◆ EXERCISE PROMPT
Go through the data below and report how many lines contain "impl"; the reply holds only that number.

[Records from a dataset]
+===+

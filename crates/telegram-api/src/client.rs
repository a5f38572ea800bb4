//! Telegram Bot API HTTP client.

use std::sync::atomic::{AtomicBool, Ordering};
use std::sync::Arc;
use std::time::Duration;

use reqwest::Client;
use serde::de::DeserializeOwned;
use serde::Serialize;
use tracing::{debug, info};

use crate::config::BotConfig;
use crate::error::TelegramError;
use crate::types::{
    ApiResponse, ChatActionParams, GetUpdatesParams, Message, SendMessageParams, Update, User,
};

/// Timeout for regular (non-polling) API calls.
const REQUEST_TIMEOUT: Duration = Duration::from_secs(30);

/// Extra headroom on top of the long-poll timeout, so the HTTP request
/// outlives the server-side wait.
const POLL_TIMEOUT_HEADROOM: Duration = Duration::from_secs(10);

/// Client for communicating with the Telegram Bot API.
#[derive(Clone)]
pub struct TelegramClient {
    http: Client,
    config: BotConfig,
    connected: Arc<AtomicBool>,
}

impl TelegramClient {
    /// Connect to the Bot API and verify the token with `getMe`.
    pub async fn connect(config: BotConfig) -> Result<Self, TelegramError> {
        if config.token.is_empty() {
            return Err(TelegramError::Config("bot token is empty".to_string()));
        }

        let http = Client::builder()
            .timeout(REQUEST_TIMEOUT)
            .build()
            .map_err(TelegramError::Http)?;

        let client = Self {
            http,
            config,
            connected: Arc::new(AtomicBool::new(false)),
        };

        // Verify the token with a getMe health check
        let me = client.get_me().await.map_err(|e| {
            debug!("getMe failed during connect: {}", e);
            TelegramError::HealthCheckFailed
        })?;
        client.connected.store(true, Ordering::SeqCst);
        info!(
            "Connected to Telegram Bot API as @{}",
            me.username.as_deref().unwrap_or(&me.first_name)
        );

        Ok(client)
    }

    /// Check if currently connected to the API.
    pub fn is_connected(&self) -> bool {
        self.connected.load(Ordering::SeqCst)
    }

    /// Perform a health check against the API.
    pub async fn health_check(&self) -> Result<bool, TelegramError> {
        match self.get_me().await {
            Ok(_) => {
                self.connected.store(true, Ordering::SeqCst);
                Ok(true)
            }
            Err(e) => {
                self.connected.store(false, Ordering::SeqCst);
                Err(e)
            }
        }
    }

    /// Get information about the bot account.
    pub async fn get_me(&self) -> Result<User, TelegramError> {
        self.api_call::<(), _>("getMe", None).await
    }

    /// Send a plain text message to a chat.
    pub async fn send_message(&self, chat_id: i64, text: &str) -> Result<Message, TelegramError> {
        let params = SendMessageParams::text(chat_id, text);
        self.api_call("sendMessage", Some(params)).await
    }

    /// Send a chat action (e.g. a typing indicator) to a chat.
    pub async fn send_chat_action(&self, chat_id: i64, action: &str) -> Result<(), TelegramError> {
        let params = ChatActionParams {
            chat_id,
            action: action.to_string(),
        };
        // sendChatAction returns a bare boolean on success
        let _: bool = self.api_call("sendChatAction", Some(params)).await?;
        Ok(())
    }

    /// Fetch pending updates via long polling.
    ///
    /// Blocks server-side for up to `timeout_secs` when no updates are
    /// pending. Pass the last seen `update_id + 1` as `offset` to confirm
    /// previously fetched updates.
    pub async fn get_updates(
        &self,
        offset: Option<i64>,
        timeout_secs: u64,
    ) -> Result<Vec<Update>, TelegramError> {
        let params = GetUpdatesParams {
            offset,
            timeout: timeout_secs,
            allowed_updates: vec!["message".to_string()],
        };

        let url = self.config.method_url("getUpdates");
        debug!("getUpdates (offset={:?}, timeout={}s)", offset, timeout_secs);

        // The request timeout must outlive the server-side long poll.
        let response = self
            .http
            .post(&url)
            .timeout(Duration::from_secs(timeout_secs) + POLL_TIMEOUT_HEADROOM)
            .json(&params)
            .send()
            .await
            .map_err(TelegramError::Http)?;

        Self::unwrap_response(response.json().await.map_err(TelegramError::Http)?)
    }

    /// Get the configuration.
    pub fn config(&self) -> &BotConfig {
        &self.config
    }

    /// Get the underlying HTTP client.
    pub fn http_client(&self) -> &Client {
        &self.http
    }

    /// Make a Bot API call.
    async fn api_call<P: Serialize, R: DeserializeOwned>(
        &self,
        method: &str,
        params: Option<P>,
    ) -> Result<R, TelegramError> {
        let url = self.config.method_url(method);
        debug!("API call: {}", method);

        let mut request = self.http.post(&url);
        if let Some(ref params) = params {
            request = request.json(params);
        }

        let response = request.send().await.map_err(TelegramError::Http)?;

        // The Bot API reports errors in the JSON envelope, with a matching
        // non-2xx status; prefer the envelope's description when present.
        let status = response.status();
        let body = response.text().await.map_err(TelegramError::Http)?;

        match serde_json::from_str::<ApiResponse<R>>(&body) {
            Ok(api_response) => Self::unwrap_response(api_response),
            Err(_) if !status.is_success() => Err(TelegramError::Connection(format!(
                "HTTP {}: {}",
                status, body
            ))),
            Err(e) => Err(TelegramError::Json(e)),
        }
    }

    /// Turn an API response envelope into a result.
    fn unwrap_response<R>(response: ApiResponse<R>) -> Result<R, TelegramError> {
        if !response.ok {
            return Err(TelegramError::Api {
                code: response.error_code.unwrap_or(-1),
                description: response
                    .description
                    .unwrap_or_else(|| "no description".to_string()),
            });
        }

        response.result.ok_or_else(|| TelegramError::Api {
            code: -1,
            description: "No result in response".to_string(),
        })
    }
}

impl std::fmt::Debug for TelegramClient {
    fn fmt(&self, f: &mut std::fmt::Formatter<'_>) -> std::fmt::Result {
        f.debug_struct("TelegramClient")
            .field("config", &self.config)
            .field("connected", &self.is_connected())
            .finish()
    }
}

#[cfg(test)]
mod tests {
    use super::*;

    #[test]
    fn test_unwrap_response_ok() {
        let response = ApiResponse {
            ok: true,
            result: Some(42i64),
            error_code: None,
            description: None,
        };
        assert_eq!(TelegramClient::unwrap_response(response).unwrap(), 42);
    }

    #[test]
    fn test_unwrap_response_error() {
        let response: ApiResponse<i64> = ApiResponse {
            ok: false,
            result: None,
            error_code: Some(401),
            description: Some("Unauthorized".to_string()),
        };
        let err = TelegramClient::unwrap_response(response).unwrap_err();
        match err {
            TelegramError::Api { code, description } => {
                assert_eq!(code, 401);
                assert_eq!(description, "Unauthorized");
            }
            other => panic!("unexpected error: {other:?}"),
        }
    }

    #[test]
    fn test_unwrap_response_missing_result() {
        let response: ApiResponse<i64> = ApiResponse {
            ok: true,
            result: None,
            error_code: None,
            description: None,
        };
        assert!(matches!(
            TelegramClient::unwrap_response(response),
            Err(TelegramError::Api { .. })
        ));
    }
}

+===+

◆ REPLY TO THE TASK
2